> Work required: Go over the entries below line by line, copying each one that contains the word "borrow".

....

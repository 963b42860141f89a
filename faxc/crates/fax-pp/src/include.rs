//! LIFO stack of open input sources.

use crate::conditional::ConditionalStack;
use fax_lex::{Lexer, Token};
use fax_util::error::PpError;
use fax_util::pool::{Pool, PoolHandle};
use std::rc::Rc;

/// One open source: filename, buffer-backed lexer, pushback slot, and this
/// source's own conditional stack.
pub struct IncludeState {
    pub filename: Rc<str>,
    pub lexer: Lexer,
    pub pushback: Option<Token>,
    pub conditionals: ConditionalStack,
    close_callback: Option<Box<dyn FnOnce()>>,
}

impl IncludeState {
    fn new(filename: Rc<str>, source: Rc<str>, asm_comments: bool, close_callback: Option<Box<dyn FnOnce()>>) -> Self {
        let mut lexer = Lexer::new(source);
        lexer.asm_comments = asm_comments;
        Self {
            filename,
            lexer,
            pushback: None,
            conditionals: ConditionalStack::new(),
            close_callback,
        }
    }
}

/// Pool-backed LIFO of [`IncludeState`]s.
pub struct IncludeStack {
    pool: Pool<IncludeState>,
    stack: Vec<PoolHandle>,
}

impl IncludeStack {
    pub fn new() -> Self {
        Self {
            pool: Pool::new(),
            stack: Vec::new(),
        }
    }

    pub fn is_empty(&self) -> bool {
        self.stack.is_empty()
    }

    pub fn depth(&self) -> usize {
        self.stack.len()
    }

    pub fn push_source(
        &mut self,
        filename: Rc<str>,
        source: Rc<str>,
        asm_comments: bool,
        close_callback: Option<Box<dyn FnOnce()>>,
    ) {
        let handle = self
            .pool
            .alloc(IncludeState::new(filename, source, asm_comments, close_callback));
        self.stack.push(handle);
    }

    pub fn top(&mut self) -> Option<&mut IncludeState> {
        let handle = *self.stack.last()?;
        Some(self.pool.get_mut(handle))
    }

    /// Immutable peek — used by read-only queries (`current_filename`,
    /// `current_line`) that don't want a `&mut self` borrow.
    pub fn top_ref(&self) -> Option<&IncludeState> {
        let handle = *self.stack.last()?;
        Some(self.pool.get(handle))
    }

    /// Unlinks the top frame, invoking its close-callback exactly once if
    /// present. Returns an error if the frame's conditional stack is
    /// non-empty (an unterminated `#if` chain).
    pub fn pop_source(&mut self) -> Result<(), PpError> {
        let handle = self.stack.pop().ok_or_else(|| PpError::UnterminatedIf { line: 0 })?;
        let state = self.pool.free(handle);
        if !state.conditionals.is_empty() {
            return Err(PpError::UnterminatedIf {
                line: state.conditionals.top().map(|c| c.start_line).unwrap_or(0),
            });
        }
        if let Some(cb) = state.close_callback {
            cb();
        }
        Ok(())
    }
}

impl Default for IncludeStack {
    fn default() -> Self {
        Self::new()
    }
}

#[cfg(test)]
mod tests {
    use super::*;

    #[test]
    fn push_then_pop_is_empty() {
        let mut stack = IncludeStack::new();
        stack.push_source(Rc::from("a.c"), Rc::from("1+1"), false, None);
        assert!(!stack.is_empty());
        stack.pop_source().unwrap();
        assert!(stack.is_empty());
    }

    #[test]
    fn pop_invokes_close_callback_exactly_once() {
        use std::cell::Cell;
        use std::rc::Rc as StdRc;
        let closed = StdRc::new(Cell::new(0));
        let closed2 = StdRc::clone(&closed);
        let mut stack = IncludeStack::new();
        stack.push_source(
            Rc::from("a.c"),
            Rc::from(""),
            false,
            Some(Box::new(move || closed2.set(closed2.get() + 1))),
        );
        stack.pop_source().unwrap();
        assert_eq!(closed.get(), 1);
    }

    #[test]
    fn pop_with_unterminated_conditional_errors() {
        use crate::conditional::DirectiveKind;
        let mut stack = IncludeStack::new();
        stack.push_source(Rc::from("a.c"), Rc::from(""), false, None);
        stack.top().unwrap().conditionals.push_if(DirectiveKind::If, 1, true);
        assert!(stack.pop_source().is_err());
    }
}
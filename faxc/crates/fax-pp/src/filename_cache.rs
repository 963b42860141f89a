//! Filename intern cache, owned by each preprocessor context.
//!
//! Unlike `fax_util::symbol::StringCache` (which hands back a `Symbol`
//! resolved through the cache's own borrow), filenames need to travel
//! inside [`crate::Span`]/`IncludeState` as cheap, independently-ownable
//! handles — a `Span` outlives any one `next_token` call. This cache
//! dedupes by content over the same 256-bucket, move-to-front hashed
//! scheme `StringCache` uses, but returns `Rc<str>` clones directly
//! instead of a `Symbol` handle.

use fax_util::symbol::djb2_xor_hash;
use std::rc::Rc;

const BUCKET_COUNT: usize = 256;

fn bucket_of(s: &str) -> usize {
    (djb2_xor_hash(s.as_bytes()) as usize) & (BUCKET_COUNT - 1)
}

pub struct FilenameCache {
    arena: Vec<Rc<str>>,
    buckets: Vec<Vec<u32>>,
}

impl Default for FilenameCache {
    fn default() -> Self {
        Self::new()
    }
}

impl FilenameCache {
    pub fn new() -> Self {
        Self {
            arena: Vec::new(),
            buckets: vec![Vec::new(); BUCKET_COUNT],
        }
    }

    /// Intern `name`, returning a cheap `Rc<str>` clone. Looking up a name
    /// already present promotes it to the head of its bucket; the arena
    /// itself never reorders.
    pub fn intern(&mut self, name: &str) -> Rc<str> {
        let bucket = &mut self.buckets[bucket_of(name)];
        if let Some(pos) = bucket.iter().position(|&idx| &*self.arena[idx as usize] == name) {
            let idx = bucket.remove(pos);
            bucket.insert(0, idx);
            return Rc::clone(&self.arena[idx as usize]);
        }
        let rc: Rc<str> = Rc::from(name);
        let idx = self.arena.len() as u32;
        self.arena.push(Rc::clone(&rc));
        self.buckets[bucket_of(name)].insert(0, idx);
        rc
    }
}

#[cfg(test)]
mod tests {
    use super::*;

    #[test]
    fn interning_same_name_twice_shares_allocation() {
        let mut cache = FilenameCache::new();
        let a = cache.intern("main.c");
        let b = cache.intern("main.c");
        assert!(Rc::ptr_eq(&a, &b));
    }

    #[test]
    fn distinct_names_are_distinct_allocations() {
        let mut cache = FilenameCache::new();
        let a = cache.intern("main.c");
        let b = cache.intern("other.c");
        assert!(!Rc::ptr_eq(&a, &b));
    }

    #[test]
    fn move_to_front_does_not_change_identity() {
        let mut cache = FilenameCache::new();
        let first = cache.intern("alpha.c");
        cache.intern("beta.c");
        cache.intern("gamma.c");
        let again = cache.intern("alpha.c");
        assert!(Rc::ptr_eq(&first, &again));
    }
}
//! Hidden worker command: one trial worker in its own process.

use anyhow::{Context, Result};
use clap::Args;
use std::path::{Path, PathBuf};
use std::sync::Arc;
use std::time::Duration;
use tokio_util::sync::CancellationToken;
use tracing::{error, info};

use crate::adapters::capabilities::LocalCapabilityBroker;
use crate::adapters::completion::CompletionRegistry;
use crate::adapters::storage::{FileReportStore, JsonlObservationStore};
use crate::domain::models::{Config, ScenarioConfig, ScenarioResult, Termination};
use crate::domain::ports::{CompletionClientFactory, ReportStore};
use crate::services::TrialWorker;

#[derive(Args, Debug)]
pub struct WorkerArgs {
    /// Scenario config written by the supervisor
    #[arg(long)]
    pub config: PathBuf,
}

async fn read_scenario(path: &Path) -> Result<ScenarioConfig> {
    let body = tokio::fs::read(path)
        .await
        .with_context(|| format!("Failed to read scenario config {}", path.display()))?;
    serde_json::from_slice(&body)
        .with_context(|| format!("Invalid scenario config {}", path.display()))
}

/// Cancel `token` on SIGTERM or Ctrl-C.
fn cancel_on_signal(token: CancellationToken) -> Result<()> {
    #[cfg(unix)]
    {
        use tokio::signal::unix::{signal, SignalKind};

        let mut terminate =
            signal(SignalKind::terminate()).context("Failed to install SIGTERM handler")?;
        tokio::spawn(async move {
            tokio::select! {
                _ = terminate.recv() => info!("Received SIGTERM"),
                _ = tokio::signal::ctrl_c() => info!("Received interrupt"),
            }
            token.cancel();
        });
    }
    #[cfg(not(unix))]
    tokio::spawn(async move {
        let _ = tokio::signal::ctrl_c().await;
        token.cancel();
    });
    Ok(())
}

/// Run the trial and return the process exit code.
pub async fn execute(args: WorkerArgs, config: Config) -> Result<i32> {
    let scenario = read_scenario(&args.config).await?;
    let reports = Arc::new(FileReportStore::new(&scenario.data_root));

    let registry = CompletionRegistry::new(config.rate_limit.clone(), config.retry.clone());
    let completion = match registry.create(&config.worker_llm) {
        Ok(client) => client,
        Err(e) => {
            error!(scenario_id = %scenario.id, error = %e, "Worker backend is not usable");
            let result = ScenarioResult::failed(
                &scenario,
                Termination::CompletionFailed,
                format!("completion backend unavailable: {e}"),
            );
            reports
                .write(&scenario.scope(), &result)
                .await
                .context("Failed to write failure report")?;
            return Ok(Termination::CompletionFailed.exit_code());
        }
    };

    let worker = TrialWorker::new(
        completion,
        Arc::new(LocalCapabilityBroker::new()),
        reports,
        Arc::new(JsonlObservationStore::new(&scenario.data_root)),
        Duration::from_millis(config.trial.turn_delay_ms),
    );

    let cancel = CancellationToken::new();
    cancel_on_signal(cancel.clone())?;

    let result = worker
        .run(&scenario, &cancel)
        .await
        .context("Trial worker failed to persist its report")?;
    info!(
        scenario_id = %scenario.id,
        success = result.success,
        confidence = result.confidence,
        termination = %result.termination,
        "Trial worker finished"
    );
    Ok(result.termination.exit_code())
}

....

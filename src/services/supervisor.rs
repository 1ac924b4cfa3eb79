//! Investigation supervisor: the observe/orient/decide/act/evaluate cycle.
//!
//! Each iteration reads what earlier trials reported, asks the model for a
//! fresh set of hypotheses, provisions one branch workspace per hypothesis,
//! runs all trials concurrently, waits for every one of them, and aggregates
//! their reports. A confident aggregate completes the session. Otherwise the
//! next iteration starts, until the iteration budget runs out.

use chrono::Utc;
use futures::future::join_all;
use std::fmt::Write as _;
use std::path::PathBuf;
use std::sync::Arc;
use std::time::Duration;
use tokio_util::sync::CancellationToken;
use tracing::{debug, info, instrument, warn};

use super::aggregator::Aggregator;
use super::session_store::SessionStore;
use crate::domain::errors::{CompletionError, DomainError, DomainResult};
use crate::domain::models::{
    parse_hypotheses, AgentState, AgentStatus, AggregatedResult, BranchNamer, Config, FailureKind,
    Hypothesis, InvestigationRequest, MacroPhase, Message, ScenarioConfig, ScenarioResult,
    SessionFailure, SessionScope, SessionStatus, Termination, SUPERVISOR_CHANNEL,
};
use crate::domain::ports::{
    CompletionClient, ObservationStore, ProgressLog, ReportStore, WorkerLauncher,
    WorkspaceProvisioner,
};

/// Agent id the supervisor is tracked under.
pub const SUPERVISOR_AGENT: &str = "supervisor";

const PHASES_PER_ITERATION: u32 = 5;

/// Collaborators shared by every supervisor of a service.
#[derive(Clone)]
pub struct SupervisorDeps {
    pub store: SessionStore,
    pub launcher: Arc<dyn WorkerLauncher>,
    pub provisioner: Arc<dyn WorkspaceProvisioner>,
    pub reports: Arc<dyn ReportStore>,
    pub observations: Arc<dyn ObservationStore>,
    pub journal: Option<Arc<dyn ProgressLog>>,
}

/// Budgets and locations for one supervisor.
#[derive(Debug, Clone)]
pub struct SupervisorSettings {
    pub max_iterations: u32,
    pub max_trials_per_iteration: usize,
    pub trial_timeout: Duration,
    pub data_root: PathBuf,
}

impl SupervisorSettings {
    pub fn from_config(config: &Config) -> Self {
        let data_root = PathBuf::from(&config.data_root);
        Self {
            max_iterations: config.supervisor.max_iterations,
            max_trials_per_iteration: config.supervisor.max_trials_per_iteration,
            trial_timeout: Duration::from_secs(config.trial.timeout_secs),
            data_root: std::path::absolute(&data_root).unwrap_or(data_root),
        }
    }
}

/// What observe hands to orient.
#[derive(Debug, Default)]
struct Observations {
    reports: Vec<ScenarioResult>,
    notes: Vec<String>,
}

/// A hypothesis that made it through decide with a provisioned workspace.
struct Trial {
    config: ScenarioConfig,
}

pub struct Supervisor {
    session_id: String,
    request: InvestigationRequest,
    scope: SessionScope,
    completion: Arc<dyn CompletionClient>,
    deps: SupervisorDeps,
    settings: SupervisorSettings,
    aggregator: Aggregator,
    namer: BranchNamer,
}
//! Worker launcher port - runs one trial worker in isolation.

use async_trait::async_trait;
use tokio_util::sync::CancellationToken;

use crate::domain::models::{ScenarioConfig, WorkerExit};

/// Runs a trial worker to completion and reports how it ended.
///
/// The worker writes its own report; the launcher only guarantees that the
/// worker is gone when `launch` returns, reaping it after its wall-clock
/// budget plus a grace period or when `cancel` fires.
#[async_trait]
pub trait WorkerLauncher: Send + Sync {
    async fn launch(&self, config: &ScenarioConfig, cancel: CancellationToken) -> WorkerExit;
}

....

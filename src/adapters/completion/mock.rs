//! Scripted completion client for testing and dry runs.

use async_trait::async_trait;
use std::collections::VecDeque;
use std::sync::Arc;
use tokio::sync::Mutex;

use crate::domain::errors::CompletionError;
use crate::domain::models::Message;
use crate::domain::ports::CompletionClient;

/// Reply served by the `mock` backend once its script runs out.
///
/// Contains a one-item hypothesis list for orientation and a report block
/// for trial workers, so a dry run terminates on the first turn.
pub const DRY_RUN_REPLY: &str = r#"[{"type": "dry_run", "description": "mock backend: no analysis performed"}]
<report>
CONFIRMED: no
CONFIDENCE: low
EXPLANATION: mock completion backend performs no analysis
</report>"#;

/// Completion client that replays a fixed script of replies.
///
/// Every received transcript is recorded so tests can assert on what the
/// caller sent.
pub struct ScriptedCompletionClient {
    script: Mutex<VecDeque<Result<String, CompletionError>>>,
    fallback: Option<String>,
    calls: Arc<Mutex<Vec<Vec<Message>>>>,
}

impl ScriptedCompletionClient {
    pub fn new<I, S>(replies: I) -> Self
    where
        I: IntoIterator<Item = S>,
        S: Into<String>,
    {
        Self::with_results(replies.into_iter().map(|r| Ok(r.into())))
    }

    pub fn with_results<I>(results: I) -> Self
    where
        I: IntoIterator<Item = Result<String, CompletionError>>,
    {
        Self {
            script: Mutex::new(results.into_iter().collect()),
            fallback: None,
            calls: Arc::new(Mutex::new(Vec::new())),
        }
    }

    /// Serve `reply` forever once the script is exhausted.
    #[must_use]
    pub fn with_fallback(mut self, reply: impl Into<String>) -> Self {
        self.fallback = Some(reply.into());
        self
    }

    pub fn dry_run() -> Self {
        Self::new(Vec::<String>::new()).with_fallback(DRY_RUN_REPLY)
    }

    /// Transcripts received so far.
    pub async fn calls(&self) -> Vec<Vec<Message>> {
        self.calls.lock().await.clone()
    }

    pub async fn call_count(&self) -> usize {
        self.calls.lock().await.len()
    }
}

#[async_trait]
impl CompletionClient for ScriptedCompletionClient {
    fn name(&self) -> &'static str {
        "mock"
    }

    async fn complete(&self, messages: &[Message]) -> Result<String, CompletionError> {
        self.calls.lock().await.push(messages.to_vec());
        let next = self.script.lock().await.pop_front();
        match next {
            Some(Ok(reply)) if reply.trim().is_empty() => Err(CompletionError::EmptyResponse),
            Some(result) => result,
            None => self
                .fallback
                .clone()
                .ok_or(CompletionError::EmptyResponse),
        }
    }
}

....

> Task output:
    /// `current_line`) that don't want a `&mut self` borrow.
//! resolved through the cache's own borrow), filenames need to travel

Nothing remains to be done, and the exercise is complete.